Home » Interviews » Currently Reading:

HIStalk Interviews Steve Barlow, CIO and Co-Founder, Healthcare Quality Catalyst

August 10, 2011 Interviews No Comments

Steven C. Barlow is CIO and co-founder of Healthcare Quality Catalyst of Salt Lake City, UT.

8-10-2011 6-59-34 PM

Tell me about yourself and the company.

Healthcare Quality Catalyst was established three years ago with the mission of helping organizations accelerate the process of outcomes improvement using information and measurement to support that process.

I worked at Intermountain Healthcare for about 18 years. The last 10 or so years there, I was the director of the enterprise data warehouse team. I had the great opportunity of working with some clinical visionaries who really knew how to apply proven quality improvement principles in healthcare and lead the information in evolution of analytics to support that process.

After spending that time with Intermountain Healthcare, my business partner and co-founder Tom Burton and I launched and started Healthcare Quality Catalyst to bring those same kinds of principles and products to organizations across the country.

Data-driven quality improvement solutions usually involve some combination of technology and consulting services. How is your approach different from what your competitors do?

We are more of the technology and products company, with services to support the installation and configuration of those tools. We bring a set of tools.

Let’s say an organization just deployed or has recently deployed an EMR system such as Epic and now needs a rational solution to get access analytically to those data. We have a data warehouse core starter set that we have built for EMRs like Epic that can get a client up and running on a data warehouse core in a matter of a few short months.
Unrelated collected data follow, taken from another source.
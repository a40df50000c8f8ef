//
// background.rs
//
// Cancellable warm-up job that fills the parser memo
//

use std::path::PathBuf;
use std::sync::atomic::{AtomicBool, Ordering};
use std::sync::{Arc, Mutex};
use std::time::Instant;

use tokio::sync::mpsc;
use tokio::task::JoinHandle;
use tokio_util::sync::CancellationToken;

use crate::config::IndexConfig;
use crate::discovery::{list_interface_files, project_interface_files, Project};
use crate::error::JobStatus;
use crate::interface_parser::InterfaceParser;

/// Progress notification emitted by a running job
#[derive(Debug, Clone, PartialEq, Eq)]
pub enum ProgressEvent {
    /// File list obtained; `total` files will be parsed
    Started { total: usize },
    /// One more file parsed (successfully or not)
    File {
        processed: usize,
        total: usize,
        path: PathBuf,
    },
    Finished(JobStatus),
}

#[derive(Debug, Clone, Copy, PartialEq, Eq)]
pub enum JobState {
    Created,
    Running,
    Finished(JobStatus),
}

/// Warms the parser memo for every interface file of a project, or of the
/// standard library directory when no project is given.
///
/// The job never touches the index cache. Its durable effects are the memo
/// entries for the files it parsed and the readiness flag.
pub struct BackgroundIndexJob {
    parser: Arc<InterfaceParser>,
    config: IndexConfig,
    project: Option<Project>,
    token: CancellationToken,
    ready: Arc<AtomicBool>,
    state: Arc<Mutex<JobState>>,
    progress: Option<mpsc::UnboundedSender<ProgressEvent>>,
}

impl BackgroundIndexJob {
    pub fn new(parser: Arc<InterfaceParser>, config: IndexConfig, project: Option<Project>) -> Self {
        Self {
            parser,
            config,
            project,
            token: CancellationToken::new(),
            ready: Arc::new(AtomicBool::new(false)),
            state: Arc::new(Mutex::new(JobState::Created)),
            progress: None,
        }
    }

    /// Report readiness through an existing flag instead of a fresh one
    pub fn with_readiness(mut self, ready: Arc<AtomicBool>) -> Self {
        self.ready = ready;
        self
    }

    /// Receive progress events. Only the most recent subscriber gets them.
    pub fn subscribe(&mut self) -> mpsc::UnboundedReceiver<ProgressEvent> {
        let (tx, rx) = mpsc::unbounded_channel();
        self.progress = Some(tx);
        rx
    }

    pub fn readiness(&self) -> Arc<AtomicBool> {
        self.ready.clone()
    }

    pub fn cancellation_token(&self) -> CancellationToken {
        self.token.clone()
    }

    pub fn state(&self) -> JobState {
        read_state(&self.state)
    }

    /// Start the job on the current tokio runtime
    pub fn spawn(self) -> IndexJobHandle {
        let token = self.token.clone();
        let ready = self.ready.clone();
        let state = self.state.clone();
        let task = tokio::spawn(self.run());
        IndexJobHandle {
            task,
            token,
            ready,
            state,
        }
    }

    /// Run the job to a terminal state on the calling task
    pub async fn run(self) -> JobStatus {
        self.set_state(JobState::Running);
        let start = Instant::now();

        let Some(files) = self.target_files() else {
            return self.finish(JobStatus::Aborted);
        };
        let total = files.len();
        log::info!("Background indexing {} interface files", total);
        self.emit(ProgressEvent::Started { total });

        for (i, path) in files.into_iter().enumerate() {
            if self.token.is_cancelled() {
                log::info!("Background indexing cancelled after {}/{} files", i, total);
                return self.finish(JobStatus::Cancelled);
            }

            let parser = self.parser.clone();
            let target = path.clone();
            let parsed = tokio::task::spawn_blocking(move || parser.parse_file(&target)).await;
            match parsed {
                Ok(Ok(_)) => {}
                Ok(Err(e)) => log::warn!("Failed to parse {}: {}", path.display(), e),
                Err(e) => {
                    log::warn!("Parse worker for {} failed: {}", path.display(), e);
                    return self.finish(JobStatus::Failed);
                }
            }

            self.emit(ProgressEvent::File {
                processed: i + 1,
                total,
                path,
            });
            tokio::task::yield_now().await;
        }

        log::info!(
            "Background indexing finished {} files in {:?}",
            total,
            start.elapsed()
        );
        self.finish(JobStatus::Completed)
    }

    fn target_files(&self) -> Option<Vec<PathBuf>> {
        let ext = self.config.interface_extension.as_str();
        if let Some(project) = &self.project {
            return match project_interface_files(project, ext) {
                Ok(files) => Some(files),
                Err(e) => {
                    log::warn!("Background indexing aborted for {}: {}", project, e);
                    None
                }
            };
        }

        let Some(stdlib) = &self.config.stdlib_path else {
            log::warn!("Background indexing aborted: no project and no standard library path");
            return None;
        };
        match list_interface_files(stdlib, ext) {
            Ok(mut files) => {
                files.sort();
                Some(files)
            }
            Err(e) => {
                log::warn!("Background indexing aborted: {}", e);
                None
            }
        }
    }

    fn emit(&self, event: ProgressEvent) {
        if let Some(tx) = &self.progress {
            // A dropped receiver only means nobody is watching
            let _ = tx.send(event);
        }
    }

    fn set_state(&self, state: JobState) {
        if let Ok(mut guard) = self.state.lock() {
            *guard = state;
        }
    }

    /// Record the terminal state. Readiness means the memo is warm, so only
    /// a completed run sets it; cancelled, aborted and failed runs leave it
    /// untouched.
    fn finish(&self, status: JobStatus) -> JobStatus {
        if status == JobStatus::Completed {
            self.ready.store(true, Ordering::SeqCst);
        }
        self.set_state(JobState::Finished(status));
        self.emit(ProgressEvent::Finished(status));
        status
    }
}

fn read_state(state: &Mutex<JobState>) -> JobState {
    state.lock().map(|g| *g).unwrap_or(JobState::Finished(JobStatus::Failed))
}

/// Handle to a spawned [`BackgroundIndexJob`]
pub struct IndexJobHandle {
    task: JoinHandle<JobStatus>,
    token: CancellationToken,
    ready: Arc<AtomicBool>,
    state: Arc<Mutex<JobState>>,
}

impl IndexJobHandle {
    /// Request cancellation. The job stops before its next file.
    pub fn cancel(&self) {
        self.token.cancel();
    }

    pub fn is_ready(&self) -> bool {
        self.ready.load(Ordering::SeqCst)
    }

    pub fn state(&self) -> JobState {
        read_state(&self.state)
    }

    /// Wait for the job to reach a terminal state
    pub async fn join(self) -> JobStatus {
        match self.task.await {
            Ok(status) => status,
            Err(e) => {
                log::warn!("Background index job failed: {}", e);
                if let Ok(mut guard) = self.state.lock() {
                    *guard = JobState::Finished(JobStatus::Failed);
                }
                JobStatus::Failed
            }
        }
    }
}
The services we provide involve orienting the client organization around proven guiding principles in data warehousing. Data warehousing is one of those disciplines that has a few leading schools of thought that haven’t necessarily been proven all that effective in healthcare. We bring some proven and rational incremental approaches to healthcare data warehousing in this domain.

The products are the data warehouse and then a few other tools, such as a Wiki-based metadata repository; a centralized data capture tool that allows analysts and clinicians and researchers to, in short term, capture information that may not be readily available in the EMR; and a tool called the Key Process Analysis Tool that we’ve developed which helps organizations prioritize and identify where they have the greatest opportunity for quality improvement, which typically is demonstrated through the amount of variation in a given domain. For example, why do we have an average length of stay for a hip replacement DRG with the same severity-adjusted population of x days in this facility and x + 5 in this facility? We have a tool that helps bring visibility into those opportunities for improvement.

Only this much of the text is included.